Sometimes I "translate" a difficult passage to something I can understand (on paper I might write this in margins). At other times, I end up accumulating definitions of terms (or letters) while reading a paper. Today I write those on a separate piece of paper so I can have my definitions table viewable at all times. It would be really nice to have that sort of thing stored and available while I'm working my way through a paper (perhaps similar to the portal feature).


Yes, exactly, visual things drawn on top of the PDF.

I mean things like Okular has: highlighting text (like with a yellow highlighter on paper books), freeform draw tool (like scribbling with a pen), adding short text comments and longer notes, etc.

To illustrate, the annotations in an old Okular version looked like this: https://docs.kde.org/stable5/en/okular/okular/annotations.ht... (the yellow note box, the green lines and so on).

There's a small picture at https://okular.kde.org/ too, it shows a newer version.

DISCLAIMER: Not saying that Okular is THE reference to follow, I'm pointing it out because I've experience with it, and for example their decision to save annotations into the PDF itself is in my opinion a lousy one. But the idea that one can free-form annotate and add even longer comments to the pages is a great one. The annotations are like scribblings in a book margin, very useful both when studying and when referring [ * ]. And this is something Okular has done much better than e.g. Evince.

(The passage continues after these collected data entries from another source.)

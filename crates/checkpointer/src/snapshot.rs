//! Local snapshots of the secrets and config maps a checkpointed pod mounts.
//!
//! A checkpoint has to start without any API access, so everything a parent pod pulls from the
//! API through its volumes is copied to disk ahead of time. Each resource lands in its own
//! directory, `<base>/<namespace>/<pod>/<resource>/`, with one file per data key. The
//! [`crate::sanitize`] module points the checkpoint's volumes at these directories.
use std::collections::BTreeMap;
use std::path::{Path, PathBuf};
use std::sync::Arc;

use anyhow::Context;
use k8s_openapi::api::core::v1::{ConfigMap, Secret};
use k8s_openapi::ByteString;
use tracing::{debug, info, warn};

use crate::pod::{CheckpointId, Pod};
use crate::store::{remove, remove_dir, write_if_different};

/// Fetches the API objects that pods reference through their volumes
#[async_trait::async_trait]
pub trait ObjectFetcher: Send + Sync {
    /// Get a secret by namespace and name
    async fn secret(&self, namespace: &str, name: &str) -> anyhow::Result<Secret>;

    /// Get a config map by namespace and name
    async fn config_map(&self, namespace: &str, name: &str) -> anyhow::Result<ConfigMap>;
}

/// The base directories snapshots are written under
#[derive(Clone, Debug)]
pub struct SnapshotPaths {
    secret_dir: PathBuf,
    configmap_dir: PathBuf,
}

impl SnapshotPaths {
    /// Returns snapshot paths rooted at the given secret and config map directories
    pub fn new(secret_dir: impl Into<PathBuf>, configmap_dir: impl Into<PathBuf>) -> Self {
        SnapshotPaths {
            secret_dir: secret_dir.into(),
            configmap_dir: configmap_dir.into(),
        }
    }

    /// The directory holding the keys of a secret mounted by the given pod
    pub fn secret(&self, namespace: &str, pod: &str, name: &str) -> PathBuf {
        self.secret_dir.join(namespace).join(pod).join(name)
    }

    /// The directory holding the keys of a config map mounted by the given pod
    pub fn config_map(&self, namespace: &str, pod: &str, name: &str) -> PathBuf {
        self.configmap_dir.join(namespace).join(pod).join(name)
    }

    fn pod_dirs(&self, id: &CheckpointId) -> [PathBuf; 2] {
        [
            self.secret_dir.join(id.namespace()).join(id.name()),
            self.configmap_dir.join(id.namespace()).join(id.name()),
        ]
    }
}

/// Persists the secret and config map data referenced by parent pods
pub struct ResourceSnapshotter {
    fetcher: Arc<dyn ObjectFetcher>,
    paths: SnapshotPaths,
}

impl ResourceSnapshotter {
    /// Returns a snapshotter fetching objects with the given fetcher
    pub fn new(fetcher: Arc<dyn ObjectFetcher>, paths: SnapshotPaths) -> Self {
        ResourceSnapshotter { fetcher, paths }
    }

    /// The paths this snapshotter writes to
    pub fn paths(&self) -> &SnapshotPaths {
        &self.paths
    }

    /// Snapshots every secret and config map volume of the pod. The first failure aborts the
    /// snapshot so the caller can skip writing a checkpoint that would be missing data.
    /// Volumes marked optional are skipped when they can't be fetched
    pub async fn snapshot_pod(&self, pod: &Pod) -> anyhow::Result<()> {
        let namespace = pod.namespace();
        let pod_name = pod.name();
        for vol in pod.volumes() {
            let (result, optional) = match (&vol.secret, &vol.config_map) {
                (Some(source), _) => match source.secret_name.as_deref() {
                    Some(name) => (
                        self.snapshot_secret(namespace, pod_name, name).await,
                        source.optional.unwrap_or(false),
                    ),
                    None => {
                        warn!(volume = %vol.name, pod = %pod.id(), "Secret volume has no name");
                        continue;
                    }
                },
                (None, Some(source)) => match source.name.as_deref() {
                    Some(name) => (
                        self.snapshot_config_map(namespace, pod_name, name).await,
                        source.optional.unwrap_or(false),
                    ),
                    None => {
                        warn!(volume = %vol.name, pod = %pod.id(), "ConfigMap volume has no name");
                        continue;
                    }
                },
                (None, None) => continue,
            };

            match result {
                Ok(_) => (),
                Err(e) if optional => {
                    debug!(error = %e, volume = %vol.name, pod = %pod.id(), "Skipping optional volume");
                }
                Err(e) => {
                    return Err(e).with_context(|| {
                        format!("unable to snapshot volume {} of pod {}", vol.name, pod.id())
                    })
                }
            }
        }
        Ok(())
    }

    /// Fetches a secret and writes each of its keys under the pod's secret directory. Returns
    /// the directory. When the secret can't be fetched nothing on disk is touched, so a
    /// previous snapshot keeps serving the checkpoint
    pub async fn snapshot_secret(
        &self,
        namespace: &str,
        pod: &str,
        name: &str,
    ) -> anyhow::Result<PathBuf> {
        let secret = self
            .fetcher
            .secret(namespace, name)
            .await
            .with_context(|| format!("unable to fetch secret {}/{}", namespace, name))?;
        let data = secret
            .data
            .unwrap_or_default()
            .into_iter()
            .map(|(key, ByteString(value))| (key, value))
            .collect();

        let dir = self.paths.secret(namespace, pod, name);
        write_keys(&dir, data).await?;
        Ok(dir)
    }

    /// Fetches a config map and writes each of its keys (both `data` and `binaryData`) under the
    /// pod's config map directory. Returns the directory. When the config map can't be fetched
    /// nothing on disk is touched
    pub async fn snapshot_config_map(
        &self,
        namespace: &str,
        pod: &str,
        name: &str,
    ) -> anyhow::Result<PathBuf> {
        let config_map = self
            .fetcher
            .config_map(namespace, name)
            .await
            .with_context(|| format!("unable to fetch config map {}/{}", namespace, name))?;
        let binary_data = config_map
            .binary_data
            .unwrap_or_default()
            .into_iter()
            .map(|(key, ByteString(value))| (key, value));
        let data = config_map
            .data
            .unwrap_or_default()
            .into_iter()
            .map(|(key, value)| (key, value.into_bytes()));

        let dir = self.paths.config_map(namespace, pod, name);
        write_keys(&dir, binary_data.chain(data).collect()).await?;
        Ok(dir)
    }

    /// Deletes every snapshot taken for the checkpoint
    pub async fn purge(&self, id: &CheckpointId) -> anyhow::Result<()> {
        for dir in self.paths.pod_dirs(id).iter() {
            if remove_dir(dir).await? {
                info!(checkpoint = %id, path = %dir.display(), "Removed checkpoint snapshots");
            }
        }
        Ok(())
    }
}

/// Writes one file per key into the directory and deletes files for keys that are gone
async fn write_keys(dir: &Path, data: BTreeMap<String, Vec<u8>>) -> anyhow::Result<()> {
    if let Some(bad) = data.keys().find(|k| !is_valid_key(k)) {
        return Err(anyhow::anyhow!(
            "refusing to write key {:?} into {}",
            bad,
            dir.display()
        ));
    }

    tokio::fs::create_dir_all(dir)
        .await
        .with_context(|| format!("unable to create directory {}", dir.display()))?;

    let writes = data.iter().map(|(key, value)| {
        let file_path = dir.join(key);
        async move { write_if_different(&file_path, value).await }
    });
    futures::future::try_join_all(writes).await?;

    let mut entries = tokio::fs::read_dir(dir).await?;
    while let Some(entry) = entries.next_entry().await? {
        let stale = entry
            .file_name()
            .to_str()
            .map(|name| !data.contains_key(name))
            .unwrap_or(true);
        if stale && entry.file_type().await?.is_file() {
            debug!(path = %entry.path().display(), "Removing stale snapshot key");
            remove(&entry.path()).await?;
        }
    }
    Ok(())
}

// Keys become file names, so anything that could escape the directory is rejected
fn is_valid_key(key: &str) -> bool {
    !key.is_empty() && key != "." && key != ".." && !key.contains('/') && !key.contains('\\')
}

#[cfg(test)]
pub(crate) mod test_utils {
    use super::*;
    use std::sync::Mutex;

    /// An in-memory stand-in for the API server
    #[derive(Default)]
    pub struct FakeFetcher {
        pub secrets: Mutex<BTreeMap<(String, String), Secret>>,
        pub config_maps: Mutex<BTreeMap<(String, String), ConfigMap>>,
    }

    impl FakeFetcher {
        pub fn with_secret(self, namespace: &str, name: &str, data: &[(&str, &str)]) -> Self {
            let secret = Secret {
                data: Some(
                    data.iter()
                        .map(|(k, v)| (k.to_string(), ByteString(v.as_bytes().to_vec())))
                        .collect(),
                ),
                ..Default::default()
            };
            self.secrets
                .lock()
                .unwrap()
                .insert((namespace.to_string(), name.to_string()), secret);
            self
        }

        pub fn with_config_map(self, namespace: &str, name: &str, data: &[(&str, &str)]) -> Self {
            let config_map = ConfigMap {
                data: Some(
                    data.iter()
                        .map(|(k, v)| (k.to_string(), v.to_string()))
                        .collect(),
                ),
                ..Default::default()
            };
            self.config_maps
                .lock()
                .unwrap()
                .insert((namespace.to_string(), name.to_string()), config_map);
            self
        }
    }

    #[async_trait::async_trait]
    impl ObjectFetcher for FakeFetcher {
        async fn secret(&self, namespace: &str, name: &str) -> anyhow::Result<Secret> {
            self.secrets
                .lock()
                .unwrap()
                .get(&(namespace.to_string(), name.to_string()))
                .cloned()
                .ok_or_else(|| anyhow::anyhow!("secrets \"{}\" not found", name))
        }

        async fn config_map(&self, namespace: &str, name: &str) -> anyhow::Result<ConfigMap> {
            self.config_maps
                .lock()
                .unwrap()
                .get(&(namespace.to_string(), name.to_string()))
                .cloned()
                .ok_or_else(|| anyhow::anyhow!("configmaps \"{}\" not found", name))
        }
    }
}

[ * ] Of course, one could use a more elaborate tool to keep references, notes and quotes etc., like Zotero.

Edit: typofix


Check out Hypothesis and/or docdrop.org.


Looks nice and it's probably useful for many people, but personally I want things like my notes to stay 100% local.

When it comes to my notes, what I read, or when I read it, any kind of cloud component or connection to the internet is a showstopper for me.


https://github.com/judell/zotero

> sync hypothesis <-> zotero


I assume something like comments in Word, i.e. highlighting a fragment of document and "attaching" to it a piece of text.

Not sure what is the good presentation for it: clicking or hovering, overlaying or pop-up or a separate window... I suppose to figure the best UX is not trivial, but even mediocre UX would be really great.

And as others say, ideally keep the annotations outside of the document itself.


Drawn with a graphics tablet, yeah.

I find the drawing UX of Okular very lacking - if this application could have a simple, clean annotations interface that produces clean lines with a tablet, this would be huge for me.


so why do you choose https://mupdf.com/ as the pdf engine? how does it compare to google's pdfium https://opensource.google/projects/pdfium


I had some previous experience modifying Sumatra PDF which uses MuPDF so I was already familiar with MuPDF. I didn't really look into pdfium :D.


While you wait, Xournal++ might be useful to try.


Quite a coincidene than this post pops up just as I'm about to find a better way to navigate mountains of papers.

There is a problem in that I use Programmer's Dvorak; + and ` won't get picked up. But at least I can change the configs as I see fit so all is swell. Thanks for sioyek and again the timing on the post


The README on GitHub f*cked up my phone. I had to take out the battery and boot.


I propose, that the tagline should be: "The Vim for Scientific PDF"


Thanks! Always wanted a PDF reader with these features :)


This looks great in particular the portals feature is very useful for reading papers. I hope it supports annotations even if just highlighting.


Anyone have any success building this on an M1 Mac?

Really cool software and feature set.


one thing i wish for in a paper reader: hover (or click) on a reference and get a preview of the cite or fig. that way i don't lose my place in what i'm reading before landing on a cite that's just an authors self cite of their 14th paper on the topic.


You can middle click on a reference to quickly go to the reference. You don't lose your place in the document because you can press backspace to get back to where you were (you could also leave a right-click highlight before you click so when you come back you know exactly the line you were reading).